RECORDED DATA:
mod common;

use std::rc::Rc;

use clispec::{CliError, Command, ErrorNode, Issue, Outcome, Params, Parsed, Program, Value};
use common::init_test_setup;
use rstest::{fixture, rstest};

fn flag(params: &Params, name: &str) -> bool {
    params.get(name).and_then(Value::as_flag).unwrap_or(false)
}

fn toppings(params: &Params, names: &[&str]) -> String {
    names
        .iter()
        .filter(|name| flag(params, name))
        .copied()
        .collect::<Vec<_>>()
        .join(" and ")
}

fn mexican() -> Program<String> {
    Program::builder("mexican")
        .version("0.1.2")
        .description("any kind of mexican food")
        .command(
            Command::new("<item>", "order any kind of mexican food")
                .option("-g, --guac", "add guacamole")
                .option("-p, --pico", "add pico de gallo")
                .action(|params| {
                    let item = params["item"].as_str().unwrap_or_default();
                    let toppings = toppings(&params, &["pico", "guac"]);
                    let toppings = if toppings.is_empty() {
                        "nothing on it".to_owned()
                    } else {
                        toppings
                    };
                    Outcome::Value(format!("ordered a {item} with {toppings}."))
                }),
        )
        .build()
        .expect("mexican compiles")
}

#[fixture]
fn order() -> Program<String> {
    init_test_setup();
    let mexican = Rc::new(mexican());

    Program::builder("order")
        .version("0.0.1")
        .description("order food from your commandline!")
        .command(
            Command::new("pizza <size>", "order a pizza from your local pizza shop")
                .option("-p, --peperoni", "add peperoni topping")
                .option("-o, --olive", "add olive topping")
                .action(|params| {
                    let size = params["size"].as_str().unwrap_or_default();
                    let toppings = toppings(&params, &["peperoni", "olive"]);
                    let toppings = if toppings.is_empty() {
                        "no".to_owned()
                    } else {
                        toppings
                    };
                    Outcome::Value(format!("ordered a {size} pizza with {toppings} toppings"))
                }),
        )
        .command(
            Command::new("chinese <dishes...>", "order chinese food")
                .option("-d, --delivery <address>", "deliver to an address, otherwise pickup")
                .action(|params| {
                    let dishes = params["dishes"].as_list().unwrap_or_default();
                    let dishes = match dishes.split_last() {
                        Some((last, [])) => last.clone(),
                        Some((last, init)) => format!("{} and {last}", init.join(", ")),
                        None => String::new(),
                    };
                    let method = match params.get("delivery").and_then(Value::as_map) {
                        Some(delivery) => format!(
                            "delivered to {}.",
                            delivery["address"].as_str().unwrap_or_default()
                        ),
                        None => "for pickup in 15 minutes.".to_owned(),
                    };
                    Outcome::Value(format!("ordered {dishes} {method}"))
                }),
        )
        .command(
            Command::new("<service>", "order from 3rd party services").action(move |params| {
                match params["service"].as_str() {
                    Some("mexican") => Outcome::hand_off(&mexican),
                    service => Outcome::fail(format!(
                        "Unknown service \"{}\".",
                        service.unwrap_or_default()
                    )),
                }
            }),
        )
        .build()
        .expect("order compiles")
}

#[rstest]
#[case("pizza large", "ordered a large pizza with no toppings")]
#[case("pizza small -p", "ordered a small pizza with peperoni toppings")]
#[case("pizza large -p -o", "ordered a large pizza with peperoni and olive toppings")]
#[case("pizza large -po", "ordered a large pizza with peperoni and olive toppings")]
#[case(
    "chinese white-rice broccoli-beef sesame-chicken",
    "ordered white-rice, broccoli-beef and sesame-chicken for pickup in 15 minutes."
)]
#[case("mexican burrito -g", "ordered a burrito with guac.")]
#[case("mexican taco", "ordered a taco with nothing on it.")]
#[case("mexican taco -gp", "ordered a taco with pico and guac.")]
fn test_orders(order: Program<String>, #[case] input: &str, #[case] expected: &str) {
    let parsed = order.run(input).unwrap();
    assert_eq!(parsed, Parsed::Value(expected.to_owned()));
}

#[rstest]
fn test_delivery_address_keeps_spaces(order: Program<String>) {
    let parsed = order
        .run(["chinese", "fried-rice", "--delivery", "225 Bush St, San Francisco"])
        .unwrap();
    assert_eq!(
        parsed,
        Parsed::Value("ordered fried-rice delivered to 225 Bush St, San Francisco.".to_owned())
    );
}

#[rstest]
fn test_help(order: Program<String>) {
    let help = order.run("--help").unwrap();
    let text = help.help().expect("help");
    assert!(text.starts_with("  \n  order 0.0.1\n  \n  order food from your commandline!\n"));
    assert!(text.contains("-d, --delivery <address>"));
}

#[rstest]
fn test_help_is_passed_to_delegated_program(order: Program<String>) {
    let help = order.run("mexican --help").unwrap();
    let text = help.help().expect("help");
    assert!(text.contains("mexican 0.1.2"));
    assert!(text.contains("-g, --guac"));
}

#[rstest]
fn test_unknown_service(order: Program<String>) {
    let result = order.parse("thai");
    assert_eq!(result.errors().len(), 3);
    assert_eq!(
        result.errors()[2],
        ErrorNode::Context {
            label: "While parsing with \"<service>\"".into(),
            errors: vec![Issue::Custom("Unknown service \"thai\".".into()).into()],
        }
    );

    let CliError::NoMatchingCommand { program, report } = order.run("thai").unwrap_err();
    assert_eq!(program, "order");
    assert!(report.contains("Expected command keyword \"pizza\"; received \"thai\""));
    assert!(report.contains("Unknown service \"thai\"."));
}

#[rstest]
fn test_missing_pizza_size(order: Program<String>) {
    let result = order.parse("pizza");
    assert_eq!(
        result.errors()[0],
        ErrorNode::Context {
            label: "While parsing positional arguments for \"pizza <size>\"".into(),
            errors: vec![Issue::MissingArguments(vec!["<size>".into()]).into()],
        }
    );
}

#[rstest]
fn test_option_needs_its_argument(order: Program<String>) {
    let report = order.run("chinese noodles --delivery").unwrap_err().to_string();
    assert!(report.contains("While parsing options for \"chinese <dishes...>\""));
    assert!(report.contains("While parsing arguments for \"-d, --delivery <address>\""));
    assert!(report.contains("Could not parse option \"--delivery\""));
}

==

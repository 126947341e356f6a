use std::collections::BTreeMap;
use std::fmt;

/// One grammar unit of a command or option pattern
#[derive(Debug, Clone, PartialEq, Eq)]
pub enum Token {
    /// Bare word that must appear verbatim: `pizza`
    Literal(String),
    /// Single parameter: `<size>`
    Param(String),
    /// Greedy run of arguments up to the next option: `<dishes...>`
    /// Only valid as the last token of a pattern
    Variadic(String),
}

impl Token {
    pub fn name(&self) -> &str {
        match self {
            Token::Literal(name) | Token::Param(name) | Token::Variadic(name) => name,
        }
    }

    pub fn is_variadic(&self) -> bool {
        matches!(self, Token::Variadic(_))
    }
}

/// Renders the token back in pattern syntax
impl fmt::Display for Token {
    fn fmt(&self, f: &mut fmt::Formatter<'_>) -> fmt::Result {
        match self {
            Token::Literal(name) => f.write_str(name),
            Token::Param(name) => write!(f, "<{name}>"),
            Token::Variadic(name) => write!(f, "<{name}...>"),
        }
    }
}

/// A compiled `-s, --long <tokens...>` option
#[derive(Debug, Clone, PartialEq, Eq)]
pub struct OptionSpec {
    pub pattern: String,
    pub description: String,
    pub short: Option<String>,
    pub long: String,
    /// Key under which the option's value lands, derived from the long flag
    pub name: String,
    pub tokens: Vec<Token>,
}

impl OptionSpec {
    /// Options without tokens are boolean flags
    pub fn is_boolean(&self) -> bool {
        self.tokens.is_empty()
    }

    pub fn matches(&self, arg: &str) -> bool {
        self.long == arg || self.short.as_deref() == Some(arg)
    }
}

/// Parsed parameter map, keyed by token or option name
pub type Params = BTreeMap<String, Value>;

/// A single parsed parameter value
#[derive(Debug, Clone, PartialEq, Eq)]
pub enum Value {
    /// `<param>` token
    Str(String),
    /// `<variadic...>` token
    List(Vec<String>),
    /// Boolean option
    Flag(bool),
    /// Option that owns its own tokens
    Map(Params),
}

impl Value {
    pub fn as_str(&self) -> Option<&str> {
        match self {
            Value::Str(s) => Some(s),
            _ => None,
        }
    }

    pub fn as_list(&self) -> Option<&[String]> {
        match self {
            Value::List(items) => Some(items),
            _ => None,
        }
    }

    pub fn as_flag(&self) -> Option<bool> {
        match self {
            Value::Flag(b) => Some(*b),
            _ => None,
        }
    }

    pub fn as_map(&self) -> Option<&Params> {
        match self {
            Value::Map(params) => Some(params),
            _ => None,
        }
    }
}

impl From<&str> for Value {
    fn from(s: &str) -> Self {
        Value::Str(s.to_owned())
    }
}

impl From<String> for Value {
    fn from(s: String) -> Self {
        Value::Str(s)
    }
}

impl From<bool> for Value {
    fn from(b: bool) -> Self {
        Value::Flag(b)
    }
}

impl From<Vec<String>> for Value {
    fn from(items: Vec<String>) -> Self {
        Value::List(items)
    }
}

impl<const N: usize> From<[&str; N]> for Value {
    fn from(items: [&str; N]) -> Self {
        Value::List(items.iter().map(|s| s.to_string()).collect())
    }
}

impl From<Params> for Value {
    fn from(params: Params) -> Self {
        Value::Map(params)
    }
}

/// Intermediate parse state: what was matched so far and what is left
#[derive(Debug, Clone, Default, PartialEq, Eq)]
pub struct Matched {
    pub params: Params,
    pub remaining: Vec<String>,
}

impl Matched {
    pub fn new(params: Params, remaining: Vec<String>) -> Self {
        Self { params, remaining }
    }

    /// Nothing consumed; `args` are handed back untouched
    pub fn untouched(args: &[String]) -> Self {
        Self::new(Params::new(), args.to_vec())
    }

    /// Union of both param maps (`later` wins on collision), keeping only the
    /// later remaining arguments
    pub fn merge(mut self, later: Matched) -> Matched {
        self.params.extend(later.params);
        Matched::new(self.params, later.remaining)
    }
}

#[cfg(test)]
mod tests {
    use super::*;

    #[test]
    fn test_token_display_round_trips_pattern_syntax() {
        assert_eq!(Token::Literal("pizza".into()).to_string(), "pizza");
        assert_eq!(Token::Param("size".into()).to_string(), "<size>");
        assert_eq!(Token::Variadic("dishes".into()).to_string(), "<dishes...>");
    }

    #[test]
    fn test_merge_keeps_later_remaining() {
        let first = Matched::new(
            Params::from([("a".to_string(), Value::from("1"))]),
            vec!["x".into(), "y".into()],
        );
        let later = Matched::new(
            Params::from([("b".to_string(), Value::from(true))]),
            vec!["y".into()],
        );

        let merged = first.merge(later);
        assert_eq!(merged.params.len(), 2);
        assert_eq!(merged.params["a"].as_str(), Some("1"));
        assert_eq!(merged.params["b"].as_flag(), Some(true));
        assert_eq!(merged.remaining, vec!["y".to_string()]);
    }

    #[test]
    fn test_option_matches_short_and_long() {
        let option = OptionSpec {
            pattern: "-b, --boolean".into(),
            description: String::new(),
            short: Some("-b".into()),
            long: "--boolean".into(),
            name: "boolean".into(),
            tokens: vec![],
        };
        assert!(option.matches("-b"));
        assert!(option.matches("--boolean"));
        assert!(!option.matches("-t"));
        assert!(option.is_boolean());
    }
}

ACTIVITY: Give back precisely the lines above that start at the line containing "mod common;" and end at the line containing "fn flag(params: &Params, name: &str)", inclusive. No other lines belong in the output.

ANSWER TO THIS TASK:
mod common;

use std::rc::Rc;

use clispec::{CliError, Command, ErrorNode, Issue, Outcome, Params, Parsed, Program, Value};
use common::init_test_setup;
use rstest::{fixture, rstest};

fn flag(params: &Params, name: &str) -> bool {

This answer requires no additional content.